Dopaminergic and cholinergic modulation of the amygdala is altered in female mice with oestrogen receptor deprivation

The amygdala is modulated by dopaminergic and cholinergic neurotransmission, and this modulation is altered in mood disorders. Therefore, this study was designed to evaluate the presence/absence of quantitative alterations in the expression of main dopaminergic and cholinergic markers in the amygdala of mice with oestrogen receptor beta (ER beta) knock-out which exhibit increased anxiety, using immunohistochemistry and quantitative methods. Such alterations could either contribute to increased anxiety or be a compensatory mechanism for reducing anxiety. The results show that among dopaminergic markers, the expression of tyrosine hydroxylase (TH), dopamine transporter (DAT) and dopamine D-2-like receptor (DA(2)) is significantly elevated in the amygdala of mice with ER beta deprivation when compared to matched controls, whereas the content of dopamine D-1-like receptor (DA(1)) is not altered by ER beta knock-out.
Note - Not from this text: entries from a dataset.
//! Transaction signers: the accounts that authorize a transaction and the
//! scope each one grants its witness.

use neo_codec::{Decoder, Encoder, NeoSerializable};
use neo_common::{WitnessRule, WitnessScope};
use neo_crypto::{Hash160, Secp256r1PublicKey};
use neo_error::{BuilderError, CodecError};

use crate::utils::{ensure_max_items, MAX_SUBITEMS};

/// One signer attached to a transaction: an account plus the scope its
/// witness is valid for.
#[derive(Debug, Clone, PartialEq)]
pub struct Signer {
    pub account: Hash160,
    pub scopes: Vec<WitnessScope>,
    pub allowed_contracts: Vec<Hash160>,
    pub allowed_groups: Vec<Secp256r1PublicKey>,
    pub rules: Vec<WitnessRule>,
}

impl Signer {
    /// A signer whose witness is only valid when its account is the entry
    /// script of the transaction, the common case for a fee payer.
    pub fn called_by_entry(account: Hash160) -> Self {
        Self {
            account,
            scopes: vec![WitnessScope::CalledByEntry],
            allowed_contracts: Vec::new(),
            allowed_groups: Vec::new(),
            rules: Vec::new(),
        }
    }

    /// A signer whose witness is valid for every invocation in the
    /// transaction.
    pub fn global(account: Hash160) -> Self {
        Self {
            account,
            scopes: vec![WitnessScope::Global],
            allowed_contracts: Vec::new(),
            allowed_groups: Vec::new(),
            rules: Vec::new(),
        }
    }

    fn has_scope(&self, scope: WitnessScope) -> bool {
        self.scopes.contains(&scope)
    }

    /// Checks the per-signer invariants from the data model: `Global` may
    /// not combine with any other scope, and `allowed_contracts`/
    /// `allowed_groups`/`rules` are each bounded to 16 entries.
    pub fn validate(&self) -> Result<(), BuilderError> {
        if self.has_scope(WitnessScope::Global) && self.scopes.len() > 1 {
            return Err(BuilderError::GlobalScopeExclusive);
        }
        ensure_max_items(self.allowed_contracts.len(), MAX_SUBITEMS)?;
        ensure_max_items(self.allowed_groups.len(), MAX_SUBITEMS)?;
        ensure_max_items(self.rules.len(), MAX_SUBITEMS)?;
        Ok(())
    }
}

fn public_key_size(key: &Secp256r1PublicKey) -> usize {
    key.get_encoded(true).len()
}

fn var_size(count: usize, item_size: usize) -> usize {
    let prefix = match count {
        0..=0xFC => 1,
        0xFD..=0xFFFF => 3,
        _ => 5,
    };
    prefix + count * item_size
}

impl NeoSerializable for Signer {
    fn size(&self) -> usize {
        let mut size = 20 + 1;
        if self.has_scope(WitnessScope::CustomContracts) {
            size += var_size(self.allowed_contracts.len(), 20);
        }
        if self.has_scope(WitnessScope::CustomGroups) {
            let key_size = self.allowed_groups.first().map(public_key_size).unwrap_or(33);
            size += var_size(self.allowed_groups.len(), key_size);
        }
        if self.has_scope(WitnessScope::WitnessRules) {
            size += 1;
            size += self.rules.iter().map(NeoSerializable::size).sum::<usize>();
        }
        size
    }

    fn encode(&self, encoder: &mut Encoder) {
        encoder.write_bytes(&self.account.to_le_bytes());
        encoder.write_u8(WitnessScope::combine(&self.scopes));
        if self.has_scope(WitnessScope::CustomContracts) {
            encoder.write_var_int(self.allowed_contracts.len() as u64);
            for contract in &self.allowed_contracts {
                encoder.write_bytes(&contract.to_le_bytes());
            }
        }
        if self.has_scope(WitnessScope::CustomGroups) {
            encoder.write_var_int(self.allowed_groups.len() as u64);
            for group in &self.allowed_groups {
                encoder.write_bytes(&group.get_encoded(true));
            }
        }
        if self.has_scope(WitnessScope::WitnessRules) {
            encoder.write_var_int(self.rules.len() as u64);
            for rule in &self.rules {
                rule.encode(encoder);
            }
        }
    }

    fn decode(decoder: &mut Decoder) -> Result<Self, CodecError> {
        let account = Hash160::from_le_bytes(decoder.read_bytes(20)?.try_into().unwrap());
        let scopes = WitnessScope::extract(decoder.read_u8()?);

        let mut allowed_contracts = Vec::new();
        if scopes.contains(&WitnessScope::CustomContracts) {
            let count = decoder.read_var_int()?;
            for _ in 0..count {
                allowed_contracts.push(Hash160::from_le_bytes(decoder.read_bytes(20)?.try_into().unwrap()));
            }
        }

        let mut allowed_groups = Vec::new();
        if scopes.contains(&WitnessScope::CustomGroups) {
            let count = decoder.read_var_int()?;
            for _ in 0..count {
                let bytes = decoder.read_bytes(33)?;
                let key = Secp256r1PublicKey::from_compressed(&bytes)
                    .map_err(|e| CodecError::InvalidFormat(e.to_string()))?;
                allowed_groups.push(key);
            }
        }

        let mut rules = Vec::new();
        if scopes.contains(&WitnessScope::WitnessRules) {
            let count = decoder.read_var_int()?;
            for _ in 0..count {
                rules.push(WitnessRule::decode(decoder)?);
            }
        }

        Ok(Self { account, scopes, allowed_contracts, allowed_groups, rules })
    }
}

#[cfg(test)]
mod tests {
    use super::*;

    #[test]
    fn called_by_entry_round_trips() {
        let signer = Signer::called_by_entry(Hash160::from_le_bytes([7u8; 20]));
        let bytes = signer.to_bytes();
        assert_eq!(bytes.len(), signer.size());

        let mut decoder = Decoder::new(&bytes);
        let decoded = Signer::decode(&mut decoder).unwrap();
        assert_eq!(decoded, signer);
    }

    #[test]
    fn custom_contracts_scope_carries_the_contract_list() {
        let mut signer = Signer::called_by_entry(Hash160::from_le_bytes([1u8; 20]));
        signer.scopes = vec![WitnessScope::CustomContracts];
        signer.allowed_contracts = vec![Hash160::from_le_bytes([2u8; 20]), Hash160::from_le_bytes([3u8; 20])];

        let bytes = signer.to_bytes();
        let mut decoder = Decoder::new(&bytes);
        let decoded = Signer::decode(&mut decoder).unwrap();
        assert_eq!(decoded.allowed_contracts, signer.allowed_contracts);
    }

    #[test]
    fn global_scope_has_no_extra_fields() {
        let signer = Signer::global(Hash160::ZERO);
        assert_eq!(signer.size(), 21);
    }

    #[test]
    fn global_combined_with_another_scope_is_rejected() {
        let mut signer = Signer::global(Hash160::ZERO);
        signer.scopes.push(WitnessScope::CalledByEntry);
        assert!(matches!(signer.validate(), Err(BuilderError::GlobalScopeExclusive)));
    }

    #[test]
    fn too_many_allowed_contracts_is_rejected() {
        let mut signer = Signer::called_by_entry(Hash160::ZERO);
        signer.scopes = vec![WitnessScope::CustomContracts];
        signer.allowed_contracts = (0..17u8).map(|i| Hash160::from_le_bytes([i; 20])).collect();
        assert!(matches!(signer.validate(), Err(BuilderError::TooManySubItems { max: 16, got: 17 })));
    }
}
In the case of cholinergic markers, muscarinic acetylcholine type 1 receptor (AChR(M1)) and alpha-7 nicotinic acetylcholine receptor (AChR(alpha 7)) display overexpression while the content of acetylcholinesterase (AChE) and vesicular acetylcholine transporter (VAChT) remains unchanged. In conclusion, in the amygdala of ER beta knock-out female the dopaminergic and cholinergic signalling is altered, however, to determine the exact role of ER beta in the anxiety-related behaviour further studies are required.